## WORK REQUIRED
Search the records for the string "warn". Copy each line where it occurs.

►

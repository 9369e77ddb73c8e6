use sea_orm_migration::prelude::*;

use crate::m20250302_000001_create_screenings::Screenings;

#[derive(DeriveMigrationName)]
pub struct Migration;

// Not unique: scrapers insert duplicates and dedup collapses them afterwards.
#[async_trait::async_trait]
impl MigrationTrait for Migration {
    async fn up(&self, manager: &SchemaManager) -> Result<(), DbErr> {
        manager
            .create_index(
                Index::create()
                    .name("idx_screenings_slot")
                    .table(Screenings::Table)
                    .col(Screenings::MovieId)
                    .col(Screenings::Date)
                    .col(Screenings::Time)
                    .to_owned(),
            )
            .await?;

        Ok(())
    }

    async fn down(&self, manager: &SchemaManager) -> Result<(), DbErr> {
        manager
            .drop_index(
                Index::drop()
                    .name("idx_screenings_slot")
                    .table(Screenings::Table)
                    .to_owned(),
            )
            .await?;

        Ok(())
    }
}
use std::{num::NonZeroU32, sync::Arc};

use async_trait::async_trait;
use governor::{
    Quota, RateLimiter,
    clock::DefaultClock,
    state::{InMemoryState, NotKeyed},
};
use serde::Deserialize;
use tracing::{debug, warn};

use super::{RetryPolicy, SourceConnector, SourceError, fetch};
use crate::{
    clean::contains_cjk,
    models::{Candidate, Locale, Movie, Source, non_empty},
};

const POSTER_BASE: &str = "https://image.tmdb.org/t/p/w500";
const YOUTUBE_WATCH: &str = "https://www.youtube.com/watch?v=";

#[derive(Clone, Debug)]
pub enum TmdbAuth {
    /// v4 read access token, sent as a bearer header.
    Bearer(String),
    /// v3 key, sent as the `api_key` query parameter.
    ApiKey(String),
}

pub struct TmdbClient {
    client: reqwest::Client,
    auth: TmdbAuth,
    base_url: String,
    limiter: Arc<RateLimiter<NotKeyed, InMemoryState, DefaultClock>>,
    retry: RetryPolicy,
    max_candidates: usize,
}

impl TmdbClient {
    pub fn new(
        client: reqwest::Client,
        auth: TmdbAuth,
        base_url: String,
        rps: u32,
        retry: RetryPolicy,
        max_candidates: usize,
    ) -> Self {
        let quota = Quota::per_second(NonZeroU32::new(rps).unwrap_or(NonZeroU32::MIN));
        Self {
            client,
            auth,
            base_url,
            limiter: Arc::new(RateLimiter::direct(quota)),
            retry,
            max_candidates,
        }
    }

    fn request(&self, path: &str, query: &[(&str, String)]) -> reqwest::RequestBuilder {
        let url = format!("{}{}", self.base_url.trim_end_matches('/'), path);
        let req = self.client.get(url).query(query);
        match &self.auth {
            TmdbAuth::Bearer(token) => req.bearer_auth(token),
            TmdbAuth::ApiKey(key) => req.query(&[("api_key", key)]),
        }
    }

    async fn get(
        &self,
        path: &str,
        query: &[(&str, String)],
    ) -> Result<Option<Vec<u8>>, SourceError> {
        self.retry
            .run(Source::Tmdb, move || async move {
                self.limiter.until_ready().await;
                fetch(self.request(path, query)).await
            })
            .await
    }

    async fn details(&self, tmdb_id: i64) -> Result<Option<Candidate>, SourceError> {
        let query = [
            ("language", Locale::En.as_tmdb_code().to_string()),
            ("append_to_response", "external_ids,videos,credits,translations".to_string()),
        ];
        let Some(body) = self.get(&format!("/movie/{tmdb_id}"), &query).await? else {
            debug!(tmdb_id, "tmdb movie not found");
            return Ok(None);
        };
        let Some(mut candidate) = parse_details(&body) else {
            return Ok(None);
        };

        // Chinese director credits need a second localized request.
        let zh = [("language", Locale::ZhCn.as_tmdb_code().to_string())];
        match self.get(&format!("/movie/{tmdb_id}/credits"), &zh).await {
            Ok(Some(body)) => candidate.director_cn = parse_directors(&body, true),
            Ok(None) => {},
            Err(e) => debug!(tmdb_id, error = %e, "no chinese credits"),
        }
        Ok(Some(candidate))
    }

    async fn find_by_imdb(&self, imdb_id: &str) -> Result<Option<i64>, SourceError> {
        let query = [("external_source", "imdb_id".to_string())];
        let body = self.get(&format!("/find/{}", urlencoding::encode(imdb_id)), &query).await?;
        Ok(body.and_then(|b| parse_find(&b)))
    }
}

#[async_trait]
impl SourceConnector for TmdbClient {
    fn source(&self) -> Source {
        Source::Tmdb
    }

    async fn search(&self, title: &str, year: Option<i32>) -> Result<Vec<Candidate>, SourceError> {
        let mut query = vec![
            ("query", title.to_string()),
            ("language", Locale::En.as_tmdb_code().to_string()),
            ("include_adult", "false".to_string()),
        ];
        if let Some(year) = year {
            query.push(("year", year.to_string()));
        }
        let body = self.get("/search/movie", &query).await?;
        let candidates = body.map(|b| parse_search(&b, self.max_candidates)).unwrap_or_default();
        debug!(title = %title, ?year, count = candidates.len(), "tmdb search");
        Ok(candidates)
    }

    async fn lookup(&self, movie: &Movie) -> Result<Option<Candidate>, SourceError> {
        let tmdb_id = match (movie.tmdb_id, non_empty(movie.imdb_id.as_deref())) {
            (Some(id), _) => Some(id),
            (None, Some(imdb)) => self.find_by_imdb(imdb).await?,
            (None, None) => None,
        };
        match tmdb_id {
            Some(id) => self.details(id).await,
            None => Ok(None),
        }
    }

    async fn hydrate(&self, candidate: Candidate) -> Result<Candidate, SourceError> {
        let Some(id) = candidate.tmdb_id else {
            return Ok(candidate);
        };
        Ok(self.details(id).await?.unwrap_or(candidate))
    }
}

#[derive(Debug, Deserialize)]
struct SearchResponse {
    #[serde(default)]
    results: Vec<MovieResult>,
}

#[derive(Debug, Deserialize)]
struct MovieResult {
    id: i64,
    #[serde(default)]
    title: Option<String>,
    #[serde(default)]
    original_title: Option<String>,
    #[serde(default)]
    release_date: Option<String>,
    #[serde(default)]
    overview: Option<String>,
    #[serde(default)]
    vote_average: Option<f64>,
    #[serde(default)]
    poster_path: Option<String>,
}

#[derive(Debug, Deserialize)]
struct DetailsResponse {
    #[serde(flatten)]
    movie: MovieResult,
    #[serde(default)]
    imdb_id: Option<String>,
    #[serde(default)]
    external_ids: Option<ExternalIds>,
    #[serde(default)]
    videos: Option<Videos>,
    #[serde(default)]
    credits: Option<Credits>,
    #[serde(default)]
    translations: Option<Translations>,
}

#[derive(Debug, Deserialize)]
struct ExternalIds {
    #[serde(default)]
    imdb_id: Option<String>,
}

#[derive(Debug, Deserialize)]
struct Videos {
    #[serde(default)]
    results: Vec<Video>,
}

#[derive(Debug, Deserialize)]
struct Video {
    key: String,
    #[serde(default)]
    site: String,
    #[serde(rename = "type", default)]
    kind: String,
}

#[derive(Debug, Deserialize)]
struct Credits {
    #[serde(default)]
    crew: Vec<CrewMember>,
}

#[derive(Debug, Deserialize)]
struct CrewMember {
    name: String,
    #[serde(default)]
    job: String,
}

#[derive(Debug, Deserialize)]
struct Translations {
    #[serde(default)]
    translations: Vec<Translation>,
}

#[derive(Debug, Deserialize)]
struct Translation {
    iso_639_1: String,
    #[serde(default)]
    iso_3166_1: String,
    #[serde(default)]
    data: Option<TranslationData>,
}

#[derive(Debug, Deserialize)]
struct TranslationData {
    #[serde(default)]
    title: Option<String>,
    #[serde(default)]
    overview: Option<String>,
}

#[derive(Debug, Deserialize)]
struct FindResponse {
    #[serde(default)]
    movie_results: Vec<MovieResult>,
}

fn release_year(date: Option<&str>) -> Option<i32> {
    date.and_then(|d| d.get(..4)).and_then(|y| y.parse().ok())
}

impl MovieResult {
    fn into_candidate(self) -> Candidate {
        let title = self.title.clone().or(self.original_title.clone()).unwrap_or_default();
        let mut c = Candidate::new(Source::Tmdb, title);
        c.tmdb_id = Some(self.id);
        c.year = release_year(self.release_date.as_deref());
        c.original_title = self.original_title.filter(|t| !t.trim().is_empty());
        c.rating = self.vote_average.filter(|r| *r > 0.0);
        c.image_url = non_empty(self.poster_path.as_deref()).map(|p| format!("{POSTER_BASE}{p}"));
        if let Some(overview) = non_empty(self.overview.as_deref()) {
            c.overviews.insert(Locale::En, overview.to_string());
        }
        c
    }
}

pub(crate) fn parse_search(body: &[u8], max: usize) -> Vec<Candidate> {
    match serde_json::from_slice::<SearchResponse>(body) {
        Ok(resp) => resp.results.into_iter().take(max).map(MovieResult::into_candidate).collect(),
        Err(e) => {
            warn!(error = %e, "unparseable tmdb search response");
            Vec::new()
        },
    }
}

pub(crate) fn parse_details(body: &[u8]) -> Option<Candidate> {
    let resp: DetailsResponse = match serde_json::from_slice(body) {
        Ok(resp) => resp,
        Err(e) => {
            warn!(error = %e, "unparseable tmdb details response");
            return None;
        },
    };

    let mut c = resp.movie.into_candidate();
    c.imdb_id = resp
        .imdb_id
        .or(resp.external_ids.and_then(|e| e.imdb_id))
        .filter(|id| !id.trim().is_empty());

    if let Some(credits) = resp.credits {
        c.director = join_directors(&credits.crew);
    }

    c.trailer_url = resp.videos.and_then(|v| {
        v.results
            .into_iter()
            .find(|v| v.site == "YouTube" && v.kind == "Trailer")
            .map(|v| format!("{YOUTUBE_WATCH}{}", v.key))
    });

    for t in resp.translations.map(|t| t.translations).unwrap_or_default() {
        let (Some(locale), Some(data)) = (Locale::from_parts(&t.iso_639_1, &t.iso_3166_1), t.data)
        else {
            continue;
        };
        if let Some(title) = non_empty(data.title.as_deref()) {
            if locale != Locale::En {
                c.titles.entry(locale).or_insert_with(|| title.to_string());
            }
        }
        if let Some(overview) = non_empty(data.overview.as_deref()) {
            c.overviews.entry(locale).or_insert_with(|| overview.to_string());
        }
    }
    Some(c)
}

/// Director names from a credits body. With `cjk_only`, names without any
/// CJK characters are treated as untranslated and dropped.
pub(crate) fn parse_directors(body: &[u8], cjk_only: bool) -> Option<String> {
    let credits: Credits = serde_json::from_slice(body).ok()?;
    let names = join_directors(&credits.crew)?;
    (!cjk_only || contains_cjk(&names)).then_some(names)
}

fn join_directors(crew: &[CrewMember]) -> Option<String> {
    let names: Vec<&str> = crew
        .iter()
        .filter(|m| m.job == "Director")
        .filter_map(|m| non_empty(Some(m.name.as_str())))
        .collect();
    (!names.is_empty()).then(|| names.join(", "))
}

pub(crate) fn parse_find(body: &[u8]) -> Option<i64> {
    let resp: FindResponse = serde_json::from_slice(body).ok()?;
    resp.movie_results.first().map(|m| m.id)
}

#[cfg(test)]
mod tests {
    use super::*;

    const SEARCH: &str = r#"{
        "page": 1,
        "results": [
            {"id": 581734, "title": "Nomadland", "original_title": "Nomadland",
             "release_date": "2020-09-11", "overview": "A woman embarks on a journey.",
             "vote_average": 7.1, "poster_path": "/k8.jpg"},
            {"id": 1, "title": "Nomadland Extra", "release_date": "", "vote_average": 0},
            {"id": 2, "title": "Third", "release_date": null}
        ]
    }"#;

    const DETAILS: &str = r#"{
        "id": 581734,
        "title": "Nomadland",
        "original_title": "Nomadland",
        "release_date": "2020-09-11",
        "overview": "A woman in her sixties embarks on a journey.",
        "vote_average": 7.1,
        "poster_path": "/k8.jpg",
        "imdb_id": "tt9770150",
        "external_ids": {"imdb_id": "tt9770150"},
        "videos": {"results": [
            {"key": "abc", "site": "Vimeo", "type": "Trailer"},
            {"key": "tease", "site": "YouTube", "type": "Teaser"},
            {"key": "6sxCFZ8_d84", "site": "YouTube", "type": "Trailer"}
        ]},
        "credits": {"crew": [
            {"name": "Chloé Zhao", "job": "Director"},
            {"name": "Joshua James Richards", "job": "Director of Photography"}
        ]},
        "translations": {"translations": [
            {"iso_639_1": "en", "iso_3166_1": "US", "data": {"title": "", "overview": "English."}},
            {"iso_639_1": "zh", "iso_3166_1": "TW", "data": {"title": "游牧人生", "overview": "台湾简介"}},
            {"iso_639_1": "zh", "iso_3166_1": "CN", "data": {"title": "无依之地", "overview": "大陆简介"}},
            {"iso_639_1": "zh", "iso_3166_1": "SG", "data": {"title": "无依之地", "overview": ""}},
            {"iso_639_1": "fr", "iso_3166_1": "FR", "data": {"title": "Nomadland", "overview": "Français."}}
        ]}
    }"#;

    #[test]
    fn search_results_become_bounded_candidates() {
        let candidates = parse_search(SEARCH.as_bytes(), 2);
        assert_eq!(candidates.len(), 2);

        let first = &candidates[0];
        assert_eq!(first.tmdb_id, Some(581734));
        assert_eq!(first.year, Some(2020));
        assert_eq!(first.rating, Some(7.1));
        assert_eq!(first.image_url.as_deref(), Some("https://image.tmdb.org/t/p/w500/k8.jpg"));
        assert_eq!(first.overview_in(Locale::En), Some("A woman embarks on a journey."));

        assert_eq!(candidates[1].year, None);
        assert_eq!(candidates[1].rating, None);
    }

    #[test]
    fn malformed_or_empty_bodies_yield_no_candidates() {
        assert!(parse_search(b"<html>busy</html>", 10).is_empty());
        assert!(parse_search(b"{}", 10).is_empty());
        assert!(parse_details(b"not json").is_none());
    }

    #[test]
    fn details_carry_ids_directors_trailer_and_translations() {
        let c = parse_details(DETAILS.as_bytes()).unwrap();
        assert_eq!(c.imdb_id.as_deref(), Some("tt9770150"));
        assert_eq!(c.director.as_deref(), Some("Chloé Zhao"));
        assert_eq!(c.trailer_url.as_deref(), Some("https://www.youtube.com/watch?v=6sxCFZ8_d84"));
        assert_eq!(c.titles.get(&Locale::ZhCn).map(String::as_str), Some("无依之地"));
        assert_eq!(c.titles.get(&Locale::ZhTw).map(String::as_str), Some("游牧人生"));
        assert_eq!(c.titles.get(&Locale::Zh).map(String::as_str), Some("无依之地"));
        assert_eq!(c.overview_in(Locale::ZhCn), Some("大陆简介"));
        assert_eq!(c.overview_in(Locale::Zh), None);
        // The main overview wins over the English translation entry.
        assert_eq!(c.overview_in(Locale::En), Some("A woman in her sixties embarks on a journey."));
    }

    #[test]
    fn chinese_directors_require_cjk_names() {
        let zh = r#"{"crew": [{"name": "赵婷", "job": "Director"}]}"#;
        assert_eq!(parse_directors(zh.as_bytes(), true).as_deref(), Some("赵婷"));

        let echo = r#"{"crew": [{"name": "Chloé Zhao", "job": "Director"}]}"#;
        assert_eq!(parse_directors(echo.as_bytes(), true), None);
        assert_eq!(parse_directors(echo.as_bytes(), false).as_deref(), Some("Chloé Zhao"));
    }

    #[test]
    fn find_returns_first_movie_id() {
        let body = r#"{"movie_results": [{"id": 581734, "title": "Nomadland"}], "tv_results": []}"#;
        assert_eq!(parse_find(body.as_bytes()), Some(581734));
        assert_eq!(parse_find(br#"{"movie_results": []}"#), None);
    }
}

◄

## TASK RESPONSE
use tracing::{debug, warn};
            warn!(error = %e, "unparseable tmdb search response");
            warn!(error = %e, "unparseable tmdb details response");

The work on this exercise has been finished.